Stored items:
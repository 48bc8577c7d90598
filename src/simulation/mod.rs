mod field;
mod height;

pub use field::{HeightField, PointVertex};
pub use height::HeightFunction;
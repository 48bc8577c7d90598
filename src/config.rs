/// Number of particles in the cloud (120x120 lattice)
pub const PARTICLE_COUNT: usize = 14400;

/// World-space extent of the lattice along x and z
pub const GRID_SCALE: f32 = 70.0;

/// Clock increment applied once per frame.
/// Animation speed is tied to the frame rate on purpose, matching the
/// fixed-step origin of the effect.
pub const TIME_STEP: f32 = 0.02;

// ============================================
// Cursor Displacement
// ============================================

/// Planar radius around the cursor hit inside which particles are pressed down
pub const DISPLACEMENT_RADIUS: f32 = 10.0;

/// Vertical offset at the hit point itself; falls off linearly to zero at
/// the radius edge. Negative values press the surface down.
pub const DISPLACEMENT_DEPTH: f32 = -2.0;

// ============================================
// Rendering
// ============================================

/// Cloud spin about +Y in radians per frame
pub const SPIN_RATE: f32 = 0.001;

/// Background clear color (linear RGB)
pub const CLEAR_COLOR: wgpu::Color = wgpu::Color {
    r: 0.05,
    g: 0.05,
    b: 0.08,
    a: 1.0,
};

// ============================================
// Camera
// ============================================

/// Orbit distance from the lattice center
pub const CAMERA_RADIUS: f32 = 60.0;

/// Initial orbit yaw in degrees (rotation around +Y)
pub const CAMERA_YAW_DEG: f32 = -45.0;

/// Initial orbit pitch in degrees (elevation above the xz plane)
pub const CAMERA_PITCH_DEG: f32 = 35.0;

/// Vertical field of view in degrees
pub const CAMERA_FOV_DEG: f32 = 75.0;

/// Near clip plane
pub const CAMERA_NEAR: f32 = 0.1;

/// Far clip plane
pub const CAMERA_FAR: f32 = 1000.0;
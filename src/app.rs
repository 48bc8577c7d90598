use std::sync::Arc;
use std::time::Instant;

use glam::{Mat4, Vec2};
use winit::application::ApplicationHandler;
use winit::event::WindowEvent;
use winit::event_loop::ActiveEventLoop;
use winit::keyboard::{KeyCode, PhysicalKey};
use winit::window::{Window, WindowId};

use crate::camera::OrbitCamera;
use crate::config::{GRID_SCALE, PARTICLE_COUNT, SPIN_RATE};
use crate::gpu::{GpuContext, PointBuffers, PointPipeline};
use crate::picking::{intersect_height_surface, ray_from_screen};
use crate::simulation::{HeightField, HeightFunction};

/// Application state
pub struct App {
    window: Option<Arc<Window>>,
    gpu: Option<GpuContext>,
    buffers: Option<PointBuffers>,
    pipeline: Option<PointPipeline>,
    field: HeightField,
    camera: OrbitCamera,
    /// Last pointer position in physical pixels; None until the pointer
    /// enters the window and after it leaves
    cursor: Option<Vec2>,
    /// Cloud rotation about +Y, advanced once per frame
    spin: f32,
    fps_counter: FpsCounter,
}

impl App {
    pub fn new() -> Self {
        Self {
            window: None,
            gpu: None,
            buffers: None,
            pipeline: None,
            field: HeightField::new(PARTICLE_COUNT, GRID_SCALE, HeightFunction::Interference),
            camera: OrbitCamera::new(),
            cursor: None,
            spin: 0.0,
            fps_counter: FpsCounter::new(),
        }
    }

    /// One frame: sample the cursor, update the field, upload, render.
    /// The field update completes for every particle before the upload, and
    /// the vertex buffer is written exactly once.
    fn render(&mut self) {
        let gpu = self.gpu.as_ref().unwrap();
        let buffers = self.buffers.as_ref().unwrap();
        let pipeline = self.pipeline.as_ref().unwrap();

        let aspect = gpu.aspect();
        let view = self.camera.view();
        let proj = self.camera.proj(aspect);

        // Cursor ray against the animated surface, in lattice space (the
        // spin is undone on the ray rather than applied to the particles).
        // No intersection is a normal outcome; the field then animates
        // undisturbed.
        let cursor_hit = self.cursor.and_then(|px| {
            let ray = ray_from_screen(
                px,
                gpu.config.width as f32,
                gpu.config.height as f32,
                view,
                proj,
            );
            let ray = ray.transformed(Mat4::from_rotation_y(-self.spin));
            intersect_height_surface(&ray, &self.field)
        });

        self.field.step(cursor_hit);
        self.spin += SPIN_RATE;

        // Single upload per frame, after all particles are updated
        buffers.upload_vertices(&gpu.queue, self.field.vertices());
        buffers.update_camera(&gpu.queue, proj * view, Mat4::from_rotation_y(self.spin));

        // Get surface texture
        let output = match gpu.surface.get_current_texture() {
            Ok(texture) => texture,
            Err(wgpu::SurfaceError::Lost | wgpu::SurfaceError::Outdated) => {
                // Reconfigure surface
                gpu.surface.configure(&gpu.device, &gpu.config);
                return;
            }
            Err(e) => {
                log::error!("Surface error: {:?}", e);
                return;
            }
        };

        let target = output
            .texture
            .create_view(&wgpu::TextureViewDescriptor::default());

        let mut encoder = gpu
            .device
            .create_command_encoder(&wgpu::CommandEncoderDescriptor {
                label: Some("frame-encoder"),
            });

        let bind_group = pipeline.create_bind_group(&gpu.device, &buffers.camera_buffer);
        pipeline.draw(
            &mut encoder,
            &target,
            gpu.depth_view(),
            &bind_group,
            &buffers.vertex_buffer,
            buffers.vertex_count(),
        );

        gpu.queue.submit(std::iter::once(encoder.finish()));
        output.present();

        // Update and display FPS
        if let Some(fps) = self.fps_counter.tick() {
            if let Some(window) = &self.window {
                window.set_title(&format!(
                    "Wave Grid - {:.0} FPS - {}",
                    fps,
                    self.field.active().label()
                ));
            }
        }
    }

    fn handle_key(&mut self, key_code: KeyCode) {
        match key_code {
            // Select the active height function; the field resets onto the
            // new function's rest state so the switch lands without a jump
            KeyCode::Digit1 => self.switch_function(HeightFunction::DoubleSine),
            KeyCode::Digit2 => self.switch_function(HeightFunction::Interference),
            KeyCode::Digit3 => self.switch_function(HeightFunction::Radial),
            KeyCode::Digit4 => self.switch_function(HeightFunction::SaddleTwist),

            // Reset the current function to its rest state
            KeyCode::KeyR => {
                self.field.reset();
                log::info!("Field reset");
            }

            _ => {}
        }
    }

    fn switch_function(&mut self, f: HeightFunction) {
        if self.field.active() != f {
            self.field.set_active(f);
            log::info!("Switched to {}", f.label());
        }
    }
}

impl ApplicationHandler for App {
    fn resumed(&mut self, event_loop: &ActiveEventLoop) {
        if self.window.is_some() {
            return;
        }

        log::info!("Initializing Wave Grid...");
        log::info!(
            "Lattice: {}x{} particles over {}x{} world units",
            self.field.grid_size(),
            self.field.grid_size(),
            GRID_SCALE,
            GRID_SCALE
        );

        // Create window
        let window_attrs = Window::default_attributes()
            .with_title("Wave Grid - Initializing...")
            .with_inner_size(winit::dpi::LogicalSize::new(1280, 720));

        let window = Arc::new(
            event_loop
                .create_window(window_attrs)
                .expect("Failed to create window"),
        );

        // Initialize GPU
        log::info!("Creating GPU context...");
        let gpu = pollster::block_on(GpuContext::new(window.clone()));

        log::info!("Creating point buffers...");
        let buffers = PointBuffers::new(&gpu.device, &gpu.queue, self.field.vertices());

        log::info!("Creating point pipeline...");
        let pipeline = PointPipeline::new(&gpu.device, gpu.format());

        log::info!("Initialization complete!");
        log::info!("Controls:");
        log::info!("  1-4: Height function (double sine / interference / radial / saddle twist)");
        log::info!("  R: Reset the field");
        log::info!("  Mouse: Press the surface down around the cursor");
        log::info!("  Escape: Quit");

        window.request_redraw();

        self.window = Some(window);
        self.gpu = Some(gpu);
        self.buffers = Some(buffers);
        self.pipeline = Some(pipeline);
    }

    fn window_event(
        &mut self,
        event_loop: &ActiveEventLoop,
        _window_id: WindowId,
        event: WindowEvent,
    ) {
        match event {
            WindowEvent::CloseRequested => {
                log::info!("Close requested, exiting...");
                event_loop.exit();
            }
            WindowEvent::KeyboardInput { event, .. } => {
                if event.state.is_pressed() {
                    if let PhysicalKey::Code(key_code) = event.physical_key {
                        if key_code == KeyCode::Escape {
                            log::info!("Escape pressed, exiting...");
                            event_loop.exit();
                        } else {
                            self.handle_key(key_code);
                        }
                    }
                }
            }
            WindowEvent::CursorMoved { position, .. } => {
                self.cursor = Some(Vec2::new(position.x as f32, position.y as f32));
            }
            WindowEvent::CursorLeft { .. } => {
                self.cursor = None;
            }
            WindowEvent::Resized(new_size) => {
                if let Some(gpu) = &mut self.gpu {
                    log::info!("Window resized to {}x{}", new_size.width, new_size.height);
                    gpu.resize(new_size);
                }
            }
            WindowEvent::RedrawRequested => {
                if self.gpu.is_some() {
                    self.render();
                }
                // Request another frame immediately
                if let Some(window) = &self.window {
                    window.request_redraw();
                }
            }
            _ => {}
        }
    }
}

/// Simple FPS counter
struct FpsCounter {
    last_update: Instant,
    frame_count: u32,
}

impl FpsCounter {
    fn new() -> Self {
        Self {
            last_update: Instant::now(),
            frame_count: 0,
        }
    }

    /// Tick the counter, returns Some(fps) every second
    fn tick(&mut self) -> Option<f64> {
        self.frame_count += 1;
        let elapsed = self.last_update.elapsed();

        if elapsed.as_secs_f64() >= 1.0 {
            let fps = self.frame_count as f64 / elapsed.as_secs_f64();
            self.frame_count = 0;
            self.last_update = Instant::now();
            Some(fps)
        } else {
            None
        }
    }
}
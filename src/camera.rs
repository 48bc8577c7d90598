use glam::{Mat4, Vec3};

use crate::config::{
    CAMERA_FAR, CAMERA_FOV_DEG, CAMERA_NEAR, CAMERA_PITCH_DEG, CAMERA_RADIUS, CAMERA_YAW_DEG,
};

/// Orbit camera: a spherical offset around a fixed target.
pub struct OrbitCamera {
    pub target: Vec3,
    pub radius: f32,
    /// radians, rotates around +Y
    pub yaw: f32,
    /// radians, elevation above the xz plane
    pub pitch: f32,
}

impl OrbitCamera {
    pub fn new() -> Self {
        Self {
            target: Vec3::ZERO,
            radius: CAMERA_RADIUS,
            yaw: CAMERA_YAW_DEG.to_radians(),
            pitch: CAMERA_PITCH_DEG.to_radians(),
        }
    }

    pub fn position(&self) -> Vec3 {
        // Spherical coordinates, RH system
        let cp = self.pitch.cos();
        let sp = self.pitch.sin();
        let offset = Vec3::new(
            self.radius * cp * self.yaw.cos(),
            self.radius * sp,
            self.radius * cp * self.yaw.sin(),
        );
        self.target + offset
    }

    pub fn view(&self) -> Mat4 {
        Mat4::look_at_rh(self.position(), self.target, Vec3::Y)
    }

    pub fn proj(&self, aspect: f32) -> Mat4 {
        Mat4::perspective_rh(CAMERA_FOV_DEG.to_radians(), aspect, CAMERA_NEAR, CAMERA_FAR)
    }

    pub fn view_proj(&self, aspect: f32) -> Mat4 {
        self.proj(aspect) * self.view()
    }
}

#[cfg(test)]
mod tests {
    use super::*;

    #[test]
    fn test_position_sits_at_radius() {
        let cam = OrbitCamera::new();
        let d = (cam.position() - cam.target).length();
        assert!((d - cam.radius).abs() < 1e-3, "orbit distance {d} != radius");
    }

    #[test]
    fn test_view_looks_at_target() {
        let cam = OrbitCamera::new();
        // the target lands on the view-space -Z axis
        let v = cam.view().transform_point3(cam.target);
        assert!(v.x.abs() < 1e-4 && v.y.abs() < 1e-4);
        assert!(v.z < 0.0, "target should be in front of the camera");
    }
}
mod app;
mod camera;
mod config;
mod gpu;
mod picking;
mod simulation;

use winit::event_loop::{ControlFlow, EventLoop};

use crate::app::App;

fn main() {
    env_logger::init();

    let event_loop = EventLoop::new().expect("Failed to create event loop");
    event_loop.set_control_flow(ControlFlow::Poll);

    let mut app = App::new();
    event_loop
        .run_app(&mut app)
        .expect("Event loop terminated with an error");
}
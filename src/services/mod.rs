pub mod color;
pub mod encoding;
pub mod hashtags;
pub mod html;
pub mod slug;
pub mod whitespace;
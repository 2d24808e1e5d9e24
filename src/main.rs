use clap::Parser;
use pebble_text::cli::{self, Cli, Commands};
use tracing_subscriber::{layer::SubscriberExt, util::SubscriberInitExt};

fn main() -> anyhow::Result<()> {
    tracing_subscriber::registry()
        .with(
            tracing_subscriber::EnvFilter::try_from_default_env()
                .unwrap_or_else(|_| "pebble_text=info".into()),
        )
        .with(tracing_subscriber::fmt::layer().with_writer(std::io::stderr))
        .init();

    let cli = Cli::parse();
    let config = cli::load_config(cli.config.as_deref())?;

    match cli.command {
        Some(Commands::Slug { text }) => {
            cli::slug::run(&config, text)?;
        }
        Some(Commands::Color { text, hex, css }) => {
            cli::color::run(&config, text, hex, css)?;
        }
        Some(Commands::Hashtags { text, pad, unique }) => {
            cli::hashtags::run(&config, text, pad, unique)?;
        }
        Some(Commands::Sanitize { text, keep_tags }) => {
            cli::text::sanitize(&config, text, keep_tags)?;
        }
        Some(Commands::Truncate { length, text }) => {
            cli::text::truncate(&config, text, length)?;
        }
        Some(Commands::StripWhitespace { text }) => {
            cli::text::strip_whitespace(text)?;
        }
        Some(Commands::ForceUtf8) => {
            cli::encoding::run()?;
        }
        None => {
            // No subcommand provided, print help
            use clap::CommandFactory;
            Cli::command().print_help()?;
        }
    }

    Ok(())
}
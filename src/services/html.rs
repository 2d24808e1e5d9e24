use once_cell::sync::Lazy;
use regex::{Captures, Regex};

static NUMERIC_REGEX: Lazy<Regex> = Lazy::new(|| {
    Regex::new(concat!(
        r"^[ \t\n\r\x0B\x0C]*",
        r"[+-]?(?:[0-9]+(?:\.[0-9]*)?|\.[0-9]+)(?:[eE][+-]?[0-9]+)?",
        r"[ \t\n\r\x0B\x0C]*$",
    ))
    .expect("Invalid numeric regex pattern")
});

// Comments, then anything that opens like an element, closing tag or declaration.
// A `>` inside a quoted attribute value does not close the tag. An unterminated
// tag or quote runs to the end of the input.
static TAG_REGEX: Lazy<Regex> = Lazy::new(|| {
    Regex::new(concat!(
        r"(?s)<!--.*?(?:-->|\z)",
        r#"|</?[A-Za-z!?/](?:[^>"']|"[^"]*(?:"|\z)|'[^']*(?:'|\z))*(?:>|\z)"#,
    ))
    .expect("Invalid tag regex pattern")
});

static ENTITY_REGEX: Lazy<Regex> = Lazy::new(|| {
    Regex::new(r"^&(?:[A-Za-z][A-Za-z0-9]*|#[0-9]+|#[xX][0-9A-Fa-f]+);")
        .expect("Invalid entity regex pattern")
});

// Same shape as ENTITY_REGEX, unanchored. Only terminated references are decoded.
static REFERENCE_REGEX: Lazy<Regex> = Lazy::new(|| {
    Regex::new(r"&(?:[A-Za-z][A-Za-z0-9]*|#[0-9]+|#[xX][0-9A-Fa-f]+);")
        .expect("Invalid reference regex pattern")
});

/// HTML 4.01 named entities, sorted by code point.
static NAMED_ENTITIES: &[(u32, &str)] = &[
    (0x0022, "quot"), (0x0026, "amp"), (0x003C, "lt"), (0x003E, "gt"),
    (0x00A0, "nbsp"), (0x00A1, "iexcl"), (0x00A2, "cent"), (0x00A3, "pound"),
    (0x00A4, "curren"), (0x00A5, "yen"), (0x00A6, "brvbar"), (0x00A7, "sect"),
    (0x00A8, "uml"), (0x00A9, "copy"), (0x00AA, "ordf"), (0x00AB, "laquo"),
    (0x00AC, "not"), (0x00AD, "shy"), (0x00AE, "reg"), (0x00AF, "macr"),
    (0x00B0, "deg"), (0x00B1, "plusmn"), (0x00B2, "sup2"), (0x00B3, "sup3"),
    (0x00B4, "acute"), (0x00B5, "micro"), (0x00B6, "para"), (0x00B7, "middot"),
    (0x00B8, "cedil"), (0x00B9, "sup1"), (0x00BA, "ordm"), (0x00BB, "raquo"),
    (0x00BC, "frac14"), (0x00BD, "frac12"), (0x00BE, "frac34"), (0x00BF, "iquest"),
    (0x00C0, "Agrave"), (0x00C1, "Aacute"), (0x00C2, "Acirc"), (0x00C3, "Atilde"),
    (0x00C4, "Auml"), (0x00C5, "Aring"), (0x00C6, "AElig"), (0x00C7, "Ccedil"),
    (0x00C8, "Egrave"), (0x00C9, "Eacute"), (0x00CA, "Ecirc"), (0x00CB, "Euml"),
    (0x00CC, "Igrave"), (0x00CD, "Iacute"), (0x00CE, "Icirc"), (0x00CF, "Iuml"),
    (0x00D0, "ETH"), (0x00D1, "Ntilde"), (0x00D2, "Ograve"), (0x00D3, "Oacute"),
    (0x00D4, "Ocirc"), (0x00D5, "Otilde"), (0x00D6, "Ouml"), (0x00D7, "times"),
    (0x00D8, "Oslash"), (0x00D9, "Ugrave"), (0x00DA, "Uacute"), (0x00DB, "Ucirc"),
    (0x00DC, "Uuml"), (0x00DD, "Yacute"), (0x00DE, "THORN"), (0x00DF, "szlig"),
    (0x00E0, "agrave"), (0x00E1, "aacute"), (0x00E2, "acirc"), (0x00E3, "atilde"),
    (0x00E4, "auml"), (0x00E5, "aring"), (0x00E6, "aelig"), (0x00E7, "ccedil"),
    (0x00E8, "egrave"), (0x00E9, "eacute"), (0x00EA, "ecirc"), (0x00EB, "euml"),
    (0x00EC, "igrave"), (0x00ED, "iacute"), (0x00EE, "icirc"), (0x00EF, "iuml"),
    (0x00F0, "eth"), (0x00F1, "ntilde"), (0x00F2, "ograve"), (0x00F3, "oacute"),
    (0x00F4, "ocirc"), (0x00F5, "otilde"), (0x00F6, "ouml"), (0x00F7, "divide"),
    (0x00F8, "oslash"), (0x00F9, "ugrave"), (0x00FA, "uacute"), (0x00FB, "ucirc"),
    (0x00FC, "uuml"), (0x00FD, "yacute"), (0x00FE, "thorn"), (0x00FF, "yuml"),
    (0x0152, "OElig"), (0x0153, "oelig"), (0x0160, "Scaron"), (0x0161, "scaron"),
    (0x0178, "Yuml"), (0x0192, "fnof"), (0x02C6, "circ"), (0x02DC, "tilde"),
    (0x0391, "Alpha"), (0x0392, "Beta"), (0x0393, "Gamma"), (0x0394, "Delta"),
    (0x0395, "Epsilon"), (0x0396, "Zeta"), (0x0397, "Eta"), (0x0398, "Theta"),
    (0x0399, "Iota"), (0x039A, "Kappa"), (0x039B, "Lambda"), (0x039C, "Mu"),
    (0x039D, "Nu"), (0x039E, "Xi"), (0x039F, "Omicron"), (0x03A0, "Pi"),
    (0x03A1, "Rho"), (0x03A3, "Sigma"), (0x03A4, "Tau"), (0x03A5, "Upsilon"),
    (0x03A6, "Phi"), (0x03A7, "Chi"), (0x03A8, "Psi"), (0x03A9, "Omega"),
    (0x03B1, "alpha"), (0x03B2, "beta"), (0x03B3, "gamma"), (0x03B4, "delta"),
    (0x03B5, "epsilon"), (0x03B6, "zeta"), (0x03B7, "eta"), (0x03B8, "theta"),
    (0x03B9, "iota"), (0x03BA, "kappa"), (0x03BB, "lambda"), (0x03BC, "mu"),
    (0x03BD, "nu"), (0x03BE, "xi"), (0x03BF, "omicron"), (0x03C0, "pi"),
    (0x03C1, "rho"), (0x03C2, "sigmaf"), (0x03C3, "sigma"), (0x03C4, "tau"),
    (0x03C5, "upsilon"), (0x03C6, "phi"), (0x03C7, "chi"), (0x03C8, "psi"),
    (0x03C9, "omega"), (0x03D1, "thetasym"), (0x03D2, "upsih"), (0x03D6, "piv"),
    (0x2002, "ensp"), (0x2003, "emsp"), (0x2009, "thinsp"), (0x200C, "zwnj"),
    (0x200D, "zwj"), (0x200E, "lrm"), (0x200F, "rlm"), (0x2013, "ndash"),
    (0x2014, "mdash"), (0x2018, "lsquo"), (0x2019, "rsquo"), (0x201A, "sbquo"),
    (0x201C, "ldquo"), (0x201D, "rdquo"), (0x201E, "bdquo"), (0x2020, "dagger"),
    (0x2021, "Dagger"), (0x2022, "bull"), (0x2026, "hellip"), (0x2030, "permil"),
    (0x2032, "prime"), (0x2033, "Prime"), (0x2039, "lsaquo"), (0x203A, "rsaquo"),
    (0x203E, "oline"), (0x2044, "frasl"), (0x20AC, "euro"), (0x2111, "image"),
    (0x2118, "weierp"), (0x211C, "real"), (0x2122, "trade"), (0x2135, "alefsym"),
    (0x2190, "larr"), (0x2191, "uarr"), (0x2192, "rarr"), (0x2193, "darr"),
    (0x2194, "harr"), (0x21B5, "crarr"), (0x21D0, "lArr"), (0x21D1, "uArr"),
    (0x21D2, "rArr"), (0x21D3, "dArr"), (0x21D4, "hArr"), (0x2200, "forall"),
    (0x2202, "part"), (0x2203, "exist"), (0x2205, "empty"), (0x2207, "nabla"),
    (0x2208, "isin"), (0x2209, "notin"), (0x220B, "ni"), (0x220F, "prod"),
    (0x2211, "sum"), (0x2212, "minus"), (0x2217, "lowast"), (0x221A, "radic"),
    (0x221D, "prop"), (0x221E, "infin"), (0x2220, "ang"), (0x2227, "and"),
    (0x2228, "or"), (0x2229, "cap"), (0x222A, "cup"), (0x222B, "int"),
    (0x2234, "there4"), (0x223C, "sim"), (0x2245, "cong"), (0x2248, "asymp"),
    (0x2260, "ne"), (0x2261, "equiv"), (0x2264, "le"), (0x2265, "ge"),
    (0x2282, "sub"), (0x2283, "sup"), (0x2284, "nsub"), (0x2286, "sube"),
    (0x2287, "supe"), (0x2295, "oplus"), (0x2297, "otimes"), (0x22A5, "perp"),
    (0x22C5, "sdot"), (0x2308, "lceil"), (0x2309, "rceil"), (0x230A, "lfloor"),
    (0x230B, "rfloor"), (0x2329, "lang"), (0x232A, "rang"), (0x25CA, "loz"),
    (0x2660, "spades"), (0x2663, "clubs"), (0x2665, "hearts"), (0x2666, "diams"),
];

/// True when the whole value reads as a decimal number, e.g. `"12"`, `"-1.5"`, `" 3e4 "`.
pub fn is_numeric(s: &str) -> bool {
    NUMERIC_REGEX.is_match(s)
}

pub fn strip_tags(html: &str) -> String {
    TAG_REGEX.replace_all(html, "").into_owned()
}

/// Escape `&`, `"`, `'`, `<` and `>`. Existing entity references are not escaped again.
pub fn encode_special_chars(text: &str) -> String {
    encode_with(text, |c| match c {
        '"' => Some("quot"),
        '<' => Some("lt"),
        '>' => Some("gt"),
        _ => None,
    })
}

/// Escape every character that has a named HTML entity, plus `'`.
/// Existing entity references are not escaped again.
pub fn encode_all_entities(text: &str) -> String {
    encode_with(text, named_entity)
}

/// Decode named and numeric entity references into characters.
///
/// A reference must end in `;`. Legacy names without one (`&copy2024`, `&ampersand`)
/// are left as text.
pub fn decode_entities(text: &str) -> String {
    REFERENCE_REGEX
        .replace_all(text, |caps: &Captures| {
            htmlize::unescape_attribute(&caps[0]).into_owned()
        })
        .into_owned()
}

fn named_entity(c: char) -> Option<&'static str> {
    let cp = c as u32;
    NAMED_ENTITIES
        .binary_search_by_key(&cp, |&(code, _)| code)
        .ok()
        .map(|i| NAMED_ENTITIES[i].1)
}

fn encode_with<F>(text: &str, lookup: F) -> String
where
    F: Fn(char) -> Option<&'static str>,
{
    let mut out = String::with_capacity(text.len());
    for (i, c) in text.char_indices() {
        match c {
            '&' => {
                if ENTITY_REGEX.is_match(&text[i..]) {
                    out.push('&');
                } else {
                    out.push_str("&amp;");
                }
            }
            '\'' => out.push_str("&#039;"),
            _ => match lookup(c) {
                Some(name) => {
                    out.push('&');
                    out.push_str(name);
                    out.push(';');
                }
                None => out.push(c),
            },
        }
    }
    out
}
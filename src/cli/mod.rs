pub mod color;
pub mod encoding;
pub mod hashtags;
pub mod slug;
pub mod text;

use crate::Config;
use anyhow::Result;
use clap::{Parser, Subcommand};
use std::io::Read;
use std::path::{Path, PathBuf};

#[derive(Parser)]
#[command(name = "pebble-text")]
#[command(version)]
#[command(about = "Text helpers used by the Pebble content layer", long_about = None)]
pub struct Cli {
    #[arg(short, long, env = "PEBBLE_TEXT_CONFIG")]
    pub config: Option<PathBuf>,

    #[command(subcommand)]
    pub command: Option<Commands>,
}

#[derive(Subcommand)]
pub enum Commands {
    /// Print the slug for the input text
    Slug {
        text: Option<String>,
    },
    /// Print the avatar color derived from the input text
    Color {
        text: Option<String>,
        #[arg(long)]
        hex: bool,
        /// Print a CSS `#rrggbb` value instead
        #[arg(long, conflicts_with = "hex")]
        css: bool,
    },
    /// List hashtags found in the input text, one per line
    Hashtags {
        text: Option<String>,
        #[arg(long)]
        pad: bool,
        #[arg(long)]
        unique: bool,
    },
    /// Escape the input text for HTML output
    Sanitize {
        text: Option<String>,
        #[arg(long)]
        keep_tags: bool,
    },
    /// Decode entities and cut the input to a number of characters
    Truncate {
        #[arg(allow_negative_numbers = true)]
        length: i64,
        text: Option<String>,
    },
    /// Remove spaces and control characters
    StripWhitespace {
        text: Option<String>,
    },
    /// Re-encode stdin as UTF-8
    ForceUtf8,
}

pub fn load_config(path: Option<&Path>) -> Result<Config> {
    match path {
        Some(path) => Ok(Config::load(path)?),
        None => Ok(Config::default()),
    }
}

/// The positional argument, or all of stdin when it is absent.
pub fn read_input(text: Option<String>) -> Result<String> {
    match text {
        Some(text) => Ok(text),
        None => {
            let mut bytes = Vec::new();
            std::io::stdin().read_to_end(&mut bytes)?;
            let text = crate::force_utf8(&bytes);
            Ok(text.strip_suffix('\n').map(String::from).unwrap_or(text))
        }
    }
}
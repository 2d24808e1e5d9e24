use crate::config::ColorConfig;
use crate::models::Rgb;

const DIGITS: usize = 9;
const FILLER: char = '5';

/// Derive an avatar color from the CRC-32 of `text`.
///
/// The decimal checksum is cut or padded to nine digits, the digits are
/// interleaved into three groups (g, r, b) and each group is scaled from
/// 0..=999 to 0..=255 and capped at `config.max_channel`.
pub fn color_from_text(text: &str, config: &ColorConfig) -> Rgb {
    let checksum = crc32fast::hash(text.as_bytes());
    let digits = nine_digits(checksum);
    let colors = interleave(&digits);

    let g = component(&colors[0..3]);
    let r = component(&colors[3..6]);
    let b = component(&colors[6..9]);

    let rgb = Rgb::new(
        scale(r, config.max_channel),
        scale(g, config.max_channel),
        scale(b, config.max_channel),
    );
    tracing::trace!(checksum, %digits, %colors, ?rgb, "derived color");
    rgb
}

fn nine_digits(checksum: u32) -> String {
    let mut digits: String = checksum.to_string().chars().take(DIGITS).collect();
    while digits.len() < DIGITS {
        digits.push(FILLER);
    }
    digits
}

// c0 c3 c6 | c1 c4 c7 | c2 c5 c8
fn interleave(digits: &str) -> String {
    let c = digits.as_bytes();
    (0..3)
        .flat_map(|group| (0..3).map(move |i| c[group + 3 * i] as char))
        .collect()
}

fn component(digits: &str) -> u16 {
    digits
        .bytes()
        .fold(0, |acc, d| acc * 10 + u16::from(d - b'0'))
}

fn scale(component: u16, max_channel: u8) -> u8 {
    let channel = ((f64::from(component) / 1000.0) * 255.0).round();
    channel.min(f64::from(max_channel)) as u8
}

_INSTRUCTIONS TO FOLLOW:_ Your answer must be the lines above, unchanged, from the first one through the line that holds "once per frame.", inclusive, and no others.

_WRITTEN REPLY:_
repository 48bc8577c7d90598
filename src/simulation/mod.rs
mod field;
mod height;

pub use field::{HeightField, PointVertex};
pub use height::HeightFunction;
repository 48bc8577c7d90598
filename src/config.rs
/// Number of particles in the cloud (120x120 lattice)
pub const PARTICLE_COUNT: usize = 14400;

/// World-space extent of the lattice along x and z
pub const GRID_SCALE: f32 = 70.0;

/// Clock increment applied once per frame.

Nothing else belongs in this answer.